Does a statistic used as a measure becomes invalid after it's reported on? Apologies if this the wrong place to ask. but i'm trying to explain to a director that his Statistics don't show the truth because he is demanding that the stats are what is reported on and staff are measured against. But my explanations don't get through to him.
I remember reading a long time ago that there was a named Law, or Theory, or something to that effect. It explained it perfectly but i can't remember what it is. Does anyone know?
The basis for the Law was: If Statistics that are reported against are then used as a measure of performance, then they stop being effect measures as people quickly learn to make the statistics look accurate to the measure as opposed to what those statistics mean.
I want to change the way that the statistics of my team are viewed.
 A: What you measure is what you get, so be careful what you measure.
In the world of software development people dread releasing software with bugs. Naturally, you'll want to release the software without any bugs, but how do you measure "success".
Number of bugs found? -- Team stops reporting bugs, QA finds nitpicky bugs, Dev gets defensive about the process.
Bugs per line of code? -- Introduce lots of lines of code to rig the count even though the extra lines don't do anything.
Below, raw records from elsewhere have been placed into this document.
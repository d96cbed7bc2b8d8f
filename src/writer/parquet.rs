//! Parquet export

use std::fs::File;
use std::path::Path;
use std::sync::Arc;

use anyhow::{Context, Result};
use arrow::array::{
    ArrayRef, BooleanArray, Date32Array, Float64Array, Int64Array, StringArray,
    TimestampMicrosecondArray,
};
use arrow::datatypes::{DataType as ArrowType, Field, Schema, TimeUnit};
use arrow::record_batch::RecordBatch;
use chrono::{Datelike, NaiveDate};
use parquet::arrow::ArrowWriter;

use crate::model::{CellValue, Column, ColumnKind, Table};

use super::{effective_kind, Writer};

/// Writer for Parquet files
pub struct ParquetWriter;

impl Writer for ParquetWriter {
    fn write(&self, table: &Table, path: &Path) -> Result<()> {
        let mut fields = Vec::with_capacity(table.column_count());
        let mut arrays: Vec<ArrayRef> = Vec::with_capacity(table.column_count());

        for column in &table.columns {
            let (data_type, array) = column_to_array(column);
            fields.push(Field::new(column.name.as_str(), data_type, true));
            arrays.push(array);
        }

        let schema = Arc::new(Schema::new(fields));
        let batch = RecordBatch::try_new(schema.clone(), arrays)
            .context("Failed to assemble record batch")?;

        let file = File::create(path)
            .with_context(|| format!("Failed to create Parquet file: {}", path.display()))?;
        let mut writer = ArrowWriter::try_new(file, schema, None)
            .context("Failed to create Parquet writer")?;
        writer.write(&batch).context("Failed to write Parquet batch")?;
        writer.close().context("Failed to finish Parquet file")?;
        Ok(())
    }
}

/// Pick an arrow representation from what the cells widen to
fn column_to_array(column: &Column) -> (ArrowType, ArrayRef) {
    match effective_kind(column) {
        ColumnKind::Bool => {
            let values: Vec<Option<bool>> = column
                .values
                .iter()
                .map(|v| match v {
                    CellValue::Bool(b) => Some(*b),
                    _ => None,
                })
                .collect();
            (ArrowType::Boolean, Arc::new(BooleanArray::from(values)))
        }
        ColumnKind::Numeric => {
            if column.non_null().all(|v| matches!(v, CellValue::Int(_))) {
                let values: Vec<Option<i64>> = column
                    .values
                    .iter()
                    .map(|v| match v {
                        CellValue::Int(i) => Some(*i),
                        _ => None,
                    })
                    .collect();
                (ArrowType::Int64, Arc::new(Int64Array::from(values)))
            } else {
                let values: Vec<Option<f64>> = column.values.iter().map(CellValue::as_f64).collect();
                (ArrowType::Float64, Arc::new(Float64Array::from(values)))
            }
        }
        ColumnKind::Date => {
            let values: Vec<Option<i32>> = column
                .values
                .iter()
                .map(|v| match v {
                    CellValue::Date(d) => Some(days_since_epoch(*d)),
                    _ => None,
                })
                .collect();
            (ArrowType::Date32, Arc::new(Date32Array::from(values)))
        }
        ColumnKind::DateTime => {
            let values: Vec<Option<i64>> = column
                .values
                .iter()
                .map(|v| match v {
                    CellValue::DateTime(dt) => Some(dt.and_utc().timestamp_micros()),
                    CellValue::Date(d) => {
                        Some(d.and_time(chrono::NaiveTime::MIN).and_utc().timestamp_micros())
                    }
                    _ => None,
                })
                .collect();
            (
                ArrowType::Timestamp(TimeUnit::Microsecond, None),
                Arc::new(TimestampMicrosecondArray::from(values)),
            )
        }
        // Text, categorical, unknown and mixed content all travel as strings
        _ => {
            let values: Vec<Option<String>> = column
                .values
                .iter()
                .map(|v| match v {
                    CellValue::Null => None,
                    other => Some(other.display().into_owned()),
                })
                .collect();
            (ArrowType::Utf8, Arc::new(StringArray::from(values)))
        }
    }
}

fn days_since_epoch(date: NaiveDate) -> i32 {
    // chrono counts days from CE; Date32 counts from the unix epoch
    date.num_days_from_ce() - 719_163
}

#[cfg(test)]
mod tests {
    use super::*;
    use crate::config::Config;
    use crate::parser::{ParquetReader, Reader};

    #[test]
    fn test_written_file_reads_back() {
        let mut name = Column::new("name");
        name.values = vec![CellValue::from("Juan"), CellValue::from("Ana")];
        let mut age = Column::new("age");
        age.values = vec![CellValue::Int(25), CellValue::Null];
        let mut joined = Column::new("joined");
        joined.values = vec![
            CellValue::Date(NaiveDate::from_ymd_opt(2023, 1, 1).unwrap()),
            CellValue::Null,
        ];
        let table = Table::new(vec![name, age, joined]);

        let file = tempfile::NamedTempFile::with_suffix(".parquet").unwrap();
        ParquetWriter.write(&table, file.path()).unwrap();

        let config = Config::from_file(file.path());
        let read_back = ParquetReader.read(file.path(), &config).unwrap();
        assert_eq!(read_back.row_count(), 2);
        assert_eq!(read_back.columns[1].values[0], CellValue::Int(25));
        assert_eq!(read_back.columns[1].values[1], CellValue::Null);
        assert_eq!(
            read_back.columns[2].values[0],
            CellValue::Date(NaiveDate::from_ymd_opt(2023, 1, 1).unwrap())
        );
    }
}
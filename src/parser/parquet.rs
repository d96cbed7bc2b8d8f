//! Parquet file reader

use std::fs::File;
use std::path::Path;
use std::sync::Arc;

use anyhow::{Context, Result};
use arrow::array::{
    Array, ArrayRef, BooleanArray, Date32Array, Float32Array, Float64Array, Int16Array,
    Int32Array, Int64Array, Int8Array, StringArray, TimestampMicrosecondArray,
    TimestampMillisecondArray, TimestampNanosecondArray, TimestampSecondArray, UInt16Array,
    UInt32Array, UInt64Array, UInt8Array,
};
use arrow::datatypes::DataType as ArrowType;
use parquet::arrow::arrow_reader::ParquetRecordBatchReaderBuilder;

use crate::config::Config;
use crate::model::{CellValue, Column, ColumnKind, Table};

use super::Reader;

/// Reader for Parquet files
pub struct ParquetReader;

impl Reader for ParquetReader {
    fn read(&self, path: &Path, _config: &Config) -> Result<Table> {
        let file = File::open(path)
            .with_context(|| format!("Failed to open Parquet file: {}", path.display()))?;

        let builder = ParquetRecordBatchReaderBuilder::try_new(file)
            .context("Failed to create Parquet reader")?;

        let schema = builder.schema().clone();
        let reader = builder.build().context("Failed to build Parquet reader")?;

        // Parquet carries its own schema, so kinds come from it directly
        let columns: Vec<Column> = schema
            .fields()
            .iter()
            .map(|field| Column::with_kind(field.name().clone(), arrow_type_to_kind(field.data_type())))
            .collect();

        let mut table = Table::new(columns);

        for batch_result in reader {
            let batch = batch_result.context("Failed to read Parquet batch")?;
            for row_idx in 0..batch.num_rows() {
                let cells: Vec<CellValue> = batch
                    .columns()
                    .iter()
                    .map(|col| extract_cell_value(col, row_idx))
                    .collect();
                table.add_row(cells);
            }
        }

        Ok(table)
    }

    fn supports_extension(&self, ext: &str) -> bool {
        matches!(ext.to_lowercase().as_str(), "parquet" | "pq")
    }
}

fn arrow_type_to_kind(arrow_type: &ArrowType) -> ColumnKind {
    match arrow_type {
        ArrowType::Null => ColumnKind::Unknown,
        ArrowType::Boolean => ColumnKind::Bool,
        ArrowType::Int8
        | ArrowType::Int16
        | ArrowType::Int32
        | ArrowType::Int64
        | ArrowType::UInt8
        | ArrowType::UInt16
        | ArrowType::UInt32
        | ArrowType::UInt64
        | ArrowType::Float16
        | ArrowType::Float32
        | ArrowType::Float64 => ColumnKind::Numeric,
        ArrowType::Date32 | ArrowType::Date64 => ColumnKind::Date,
        ArrowType::Timestamp(_, _) => ColumnKind::DateTime,
        // Complex types land as text
        _ => ColumnKind::Text,
    }
}

fn extract_cell_value(array: &ArrayRef, row_idx: usize) -> CellValue {
    if array.is_null(row_idx) {
        return CellValue::Null;
    }

    match array.data_type() {
        ArrowType::Boolean => downcast::<BooleanArray>(array)
            .map_or(CellValue::Null, |arr| CellValue::Bool(arr.value(row_idx))),
        ArrowType::Int8 => downcast::<Int8Array>(array)
            .map_or(CellValue::Null, |arr| CellValue::Int(arr.value(row_idx) as i64)),
        ArrowType::Int16 => downcast::<Int16Array>(array)
            .map_or(CellValue::Null, |arr| CellValue::Int(arr.value(row_idx) as i64)),
        ArrowType::Int32 => downcast::<Int32Array>(array)
            .map_or(CellValue::Null, |arr| CellValue::Int(arr.value(row_idx) as i64)),
        ArrowType::Int64 => downcast::<Int64Array>(array)
            .map_or(CellValue::Null, |arr| CellValue::Int(arr.value(row_idx))),
        ArrowType::UInt8 => downcast::<UInt8Array>(array)
            .map_or(CellValue::Null, |arr| CellValue::Int(arr.value(row_idx) as i64)),
        ArrowType::UInt16 => downcast::<UInt16Array>(array)
            .map_or(CellValue::Null, |arr| CellValue::Int(arr.value(row_idx) as i64)),
        ArrowType::UInt32 => downcast::<UInt32Array>(array)
            .map_or(CellValue::Null, |arr| CellValue::Int(arr.value(row_idx) as i64)),
        ArrowType::UInt64 => downcast::<UInt64Array>(array)
            .map_or(CellValue::Null, |arr| CellValue::Int(arr.value(row_idx) as i64)),
        ArrowType::Float32 => downcast::<Float32Array>(array)
            .map_or(CellValue::Null, |arr| CellValue::Float(arr.value(row_idx) as f64)),
        ArrowType::Float64 => downcast::<Float64Array>(array)
            .map_or(CellValue::Null, |arr| CellValue::Float(arr.value(row_idx))),
        ArrowType::Utf8 => downcast::<StringArray>(array)
            .map_or(CellValue::Null, |arr| CellValue::Str(Arc::from(arr.value(row_idx)))),
        ArrowType::Date32 => {
            let Some(arr) = downcast::<Date32Array>(array) else {
                return CellValue::Null;
            };
            let days = arr.value(row_idx);
            // Date32 is days since the unix epoch; chrono counts from CE
            match chrono::NaiveDate::from_num_days_from_ce_opt(days + 719_163) {
                Some(date) => CellValue::Date(date),
                None => CellValue::Int(days as i64),
            }
        }
        ArrowType::Timestamp(unit, _) => {
            use arrow::datatypes::TimeUnit;
            let nanos = match unit {
                TimeUnit::Second => downcast::<TimestampSecondArray>(array)
                    .map(|arr| arr.value(row_idx) * 1_000_000_000),
                TimeUnit::Millisecond => downcast::<TimestampMillisecondArray>(array)
                    .map(|arr| arr.value(row_idx) * 1_000_000),
                TimeUnit::Microsecond => downcast::<TimestampMicrosecondArray>(array)
                    .map(|arr| arr.value(row_idx) * 1_000),
                TimeUnit::Nanosecond => {
                    downcast::<TimestampNanosecondArray>(array).map(|arr| arr.value(row_idx))
                }
            };
            match nanos {
                Some(nanos) => {
                    CellValue::DateTime(chrono::DateTime::from_timestamp_nanos(nanos).naive_utc())
                }
                None => CellValue::Null,
            }
        }
        _ => {
            // Fallback: render complex values as text
            let formatter = arrow::util::display::ArrayFormatter::try_new(
                array.as_ref(),
                &arrow::util::display::FormatOptions::default(),
            );
            match formatter {
                Ok(fmt) => CellValue::Str(Arc::from(fmt.value(row_idx).to_string().as_str())),
                Err(_) => CellValue::Null,
            }
        }
    }
}

fn downcast<T: 'static>(array: &ArrayRef) -> Option<&T> {
    array.as_any().downcast_ref::<T>()
}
Ultimately, having the name to put with the human instinct to game a system will probably not help your situation. People tend to fight unnaturally hard when they're told they're wrong (even if they are indeed wrong), but when you drop telling them wrong and instead show help they tend to work with you.
In this case, try to work with the director. "I don't understand how tracking this helps the team, can you explain it to me? What if we tracked X instead? Can we make this a 1 hour team building event to spitball other ways in which we can achieve your goal?"
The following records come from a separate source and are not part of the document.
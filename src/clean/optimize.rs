//! Schema and memory optimization

use std::sync::Arc;

use chrono::NaiveTime;
use indexmap::IndexSet;
use rustc_hash::FxHashSet;

use crate::clean::classify;
use crate::model::{CellValue, Column, ColumnKind, Table};

/// Cardinality ratio below which a text column is compacted
const CATEGORICAL_MAX_RATIO: f64 = 0.10;

/// Outcome of the optimize stage
#[derive(Debug, Default, Clone, Copy)]
pub struct OptimizeOutcome {
    /// Columns promoted to a temporal kind
    pub datetime_columns: usize,
    /// Text columns compacted to categorical
    pub categorical_columns: usize,
}

/// Promote date-named columns and compact low-cardinality text
///
/// Two independent passes. Datetime promotion commits the classifier's
/// temporal verdict and reparses every cell, turning unparseable cells into
/// nulls. Categorical compaction interns the string cells of any text column
/// whose distinct/row-count ratio is under 0.10, so equal values share one
/// allocation; observable values do not change.
pub fn optimize(table: &mut Table) -> OptimizeOutcome {
    let mut outcome = OptimizeOutcome::default();
    let rows = table.row_count();

    for column in &mut table.columns {
        match classify::classify(column) {
            kind @ (ColumnKind::Date | ColumnKind::DateTime) => {
                promote_datetime(column, kind);
                outcome.datetime_columns += 1;
            }
            ColumnKind::Text => {
                if rows > 0 && cardinality_ratio(column, rows) < CATEGORICAL_MAX_RATIO {
                    compact_categorical(column);
                    outcome.categorical_columns += 1;
                }
            }
            _ => {}
        }
    }

    outcome
}

fn cardinality_ratio(column: &Column, rows: usize) -> f64 {
    let distinct: FxHashSet<&CellValue> = column.non_null().collect();
    distinct.len() as f64 / rows as f64
}

fn promote_datetime(column: &mut Column, kind: ColumnKind) {
    column.kind = kind;
    for value in &mut column.values {
        let parsed = match &*value {
            CellValue::Null => continue,
            CellValue::Date(d) => Some(CellValue::Date(*d)),
            CellValue::DateTime(dt) => Some(CellValue::DateTime(*dt)),
            CellValue::Str(s) => CellValue::parse_temporal(s),
            _ => None,
        };
        *value = match parsed {
            // Midnight-extend dates so a DateTime column stays uniform
            Some(CellValue::Date(d)) if kind == ColumnKind::DateTime => {
                CellValue::DateTime(d.and_time(NaiveTime::MIN))
            }
            Some(cell) => cell,
            None => CellValue::Null,
        };
    }
}

fn compact_categorical(column: &mut Column) {
    column.kind = ColumnKind::Categorical;
    let mut dictionary: IndexSet<Arc<str>> = IndexSet::new();
    for value in &mut column.values {
        if let CellValue::Str(s) = value {
            if let Some(interned) = dictionary.get(&**s).cloned() {
                *s = interned;
            } else {
                dictionary.insert(Arc::clone(s));
            }
        }
    }
}

#[cfg(test)]
mod tests {
    use super::*;

    fn text_column(name: &str, distinct: usize, rows: usize) -> Column {
        let mut column = Column::new(name);
        column.values = (0..rows)
            .map(|i| CellValue::from(format!("v{}", i % distinct)))
            .collect();
        column
    }

    #[test]
    fn test_low_cardinality_becomes_categorical() {
        let mut table = Table::new(vec![text_column("segment", 50, 1000)]);
        let outcome = optimize(&mut table);

        assert_eq!(outcome.categorical_columns, 1);
        assert_eq!(table.columns[0].kind, ColumnKind::Categorical);
        // Values are observably unchanged
        assert_eq!(table.columns[0].values[0], CellValue::from("v0"));
        assert_eq!(table.columns[0].values[50], CellValue::from("v0"));
    }

    #[test]
    fn test_interned_cells_share_storage() {
        let mut table = Table::new(vec![text_column("segment", 2, 100)]);
        optimize(&mut table);

        let (CellValue::Str(a), CellValue::Str(b)) =
            (&table.columns[0].values[0], &table.columns[0].values[2])
        else {
            panic!("expected string cells");
        };
        assert!(Arc::ptr_eq(a, b));
    }

    #[test]
    fn test_high_cardinality_stays_text() {
        let mut table = Table::new(vec![text_column("id", 200, 1000)]);
        let outcome = optimize(&mut table);

        assert_eq!(outcome.categorical_columns, 0);
        assert_eq!(table.columns[0].kind, ColumnKind::Unknown);
    }

    #[test]
    fn test_datetime_promotion() {
        let mut column = Column::new("fecha_registro");
        column.values = vec![
            CellValue::from("2023-01-01"),
            CellValue::from("2023-02-01"),
            CellValue::from("not a date"),
            CellValue::Null,
        ];
        let mut table = Table::new(vec![column]);

        let outcome = optimize(&mut table);
        assert_eq!(outcome.datetime_columns, 1);
        assert_eq!(table.columns[0].kind, ColumnKind::Date);
        assert!(matches!(table.columns[0].values[0], CellValue::Date(_)));
        // Unparseable cell became the missing marker
        assert_eq!(table.columns[0].values[2], CellValue::Null);
        assert_eq!(table.columns[0].values[3], CellValue::Null);
    }

    #[test]
    fn test_mixed_temporal_column_widens_to_datetime() {
        let mut column = Column::new("event_date");
        column.values = vec![
            CellValue::from("2023-01-01 10:30:00"),
            CellValue::from("2023-02-01"),
        ];
        let mut table = Table::new(vec![column]);

        optimize(&mut table);
        assert_eq!(table.columns[0].kind, ColumnKind::DateTime);
        assert!(table
            .columns[0]
            .values
            .iter()
            .all(|v| matches!(v, CellValue::DateTime(_))));
    }

    #[test]
    fn test_date_named_numeric_column_untouched() {
        let mut column = Column::new("date_code");
        column.values = vec![CellValue::Int(20230101), CellValue::Int(20230102)];
        let mut table = Table::new(vec![column]);

        let outcome = optimize(&mut table);
        assert_eq!(outcome.datetime_columns, 0);
        assert_eq!(table.columns[0].values[0], CellValue::Int(20230101));
    }
}
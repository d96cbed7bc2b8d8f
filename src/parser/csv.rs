//! CSV file reader

use std::fs::File;
use std::io::BufReader;
use std::path::Path;

use anyhow::{Context, Result};

use crate::config::Config;
use crate::model::{CellValue, Column, Table};

use super::Reader;

/// Reader for CSV files
pub struct CsvReader;

impl Reader for CsvReader {
    fn read(&self, path: &Path, _config: &Config) -> Result<Table> {
        let file =
            File::open(path).with_context(|| format!("Failed to open file: {}", path.display()))?;
        let reader = BufReader::new(file);
        let mut csv_reader = csv::ReaderBuilder::new()
            .has_headers(true)
            .flexible(true)
            .from_reader(reader);

        let headers = csv_reader
            .headers()
            .context("Failed to read CSV headers")?
            .clone();

        let columns: Vec<Column> = headers.iter().map(Column::new).collect();
        let mut table = Table::new(columns);

        for (line_num, result) in csv_reader.records().enumerate() {
            // +2 for 1-indexing and the header line
            let record =
                result.with_context(|| format!("Failed to read CSV row {}", line_num + 2))?;
            let cells: Vec<CellValue> = record.iter().map(CellValue::parse).collect();
            table.add_row(cells);
        }

        table.infer_kinds();
        Ok(table)
    }

    fn supports_extension(&self, ext: &str) -> bool {
        matches!(ext.to_lowercase().as_str(), "csv" | "tsv" | "txt")
    }
}

#[cfg(test)]
mod tests {
    use super::*;
    use crate::model::ColumnKind;
    use std::io::Write;

    #[test]
    fn test_read_and_infer() {
        let mut file = tempfile::NamedTempFile::with_suffix(".csv").unwrap();
        writeln!(file, "Nombre,Edad,Score").unwrap();
        writeln!(file, "Juan,25,10.5").unwrap();
        writeln!(file, "Ana,,9.0").unwrap();
        writeln!(file, "Pedro,30,").unwrap();

        let config = Config::from_file(file.path());
        let table = CsvReader.read(file.path(), &config).unwrap();

        assert_eq!(table.column_count(), 3);
        assert_eq!(table.row_count(), 3);
        assert_eq!(table.columns[1].values[0], CellValue::Int(25));
        assert_eq!(table.columns[1].values[1], CellValue::Null);
        assert_eq!(table.columns[1].kind, ColumnKind::Numeric);
        assert_eq!(table.columns[0].kind, ColumnKind::Text);
    }

    #[test]
    fn test_short_rows_are_padded() {
        let mut file = tempfile::NamedTempFile::with_suffix(".csv").unwrap();
        writeln!(file, "a,b,c").unwrap();
        writeln!(file, "1,2").unwrap();

        let config = Config::from_file(file.path());
        let table = CsvReader.read(file.path(), &config).unwrap();
        assert_eq!(table.columns[2].values[0], CellValue::Null);
    }
}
Sometimes the mere act of trying to explain it to someone that just keeps asking "Why?" and "How?" will expose flaws and get them receptive to new ideas.
A: You might be thinking of Goodhart's Law. It is named after economist Charles Goodhart and was stated by Marilyn Strathern in the form: "When a measure becomes a target, it ceases to be a good measure." in ‘Improving ratings’: audit in the British University
system.
A: I believe you are thinking of the Hawthorne Effect, which describes a situation in which individuals modify an aspect of their behavior in response to their awareness of being observed. 
Another possibility is Campbell's law, which suggests "The more any quantitative social indicator is used for social decision-making, the more subject it will be to corruption pressures and the more apt it will be to distort and corrupt the social processes it is intended to monitor."  Campbell's law is very similar to Goodhart's law, suggested by @JW.
I should add, based on the limited information you provided, that just because you report on a measure doesn't necessarily make it invalid.  As an example, if a football coach's performance is measured on Wins and Losses (which are obviously reported on), this measure could be considered valid.  
What matters is whether a loophole exists in which individuals can 'game' the measurement system, making their performance appear better than it actually is.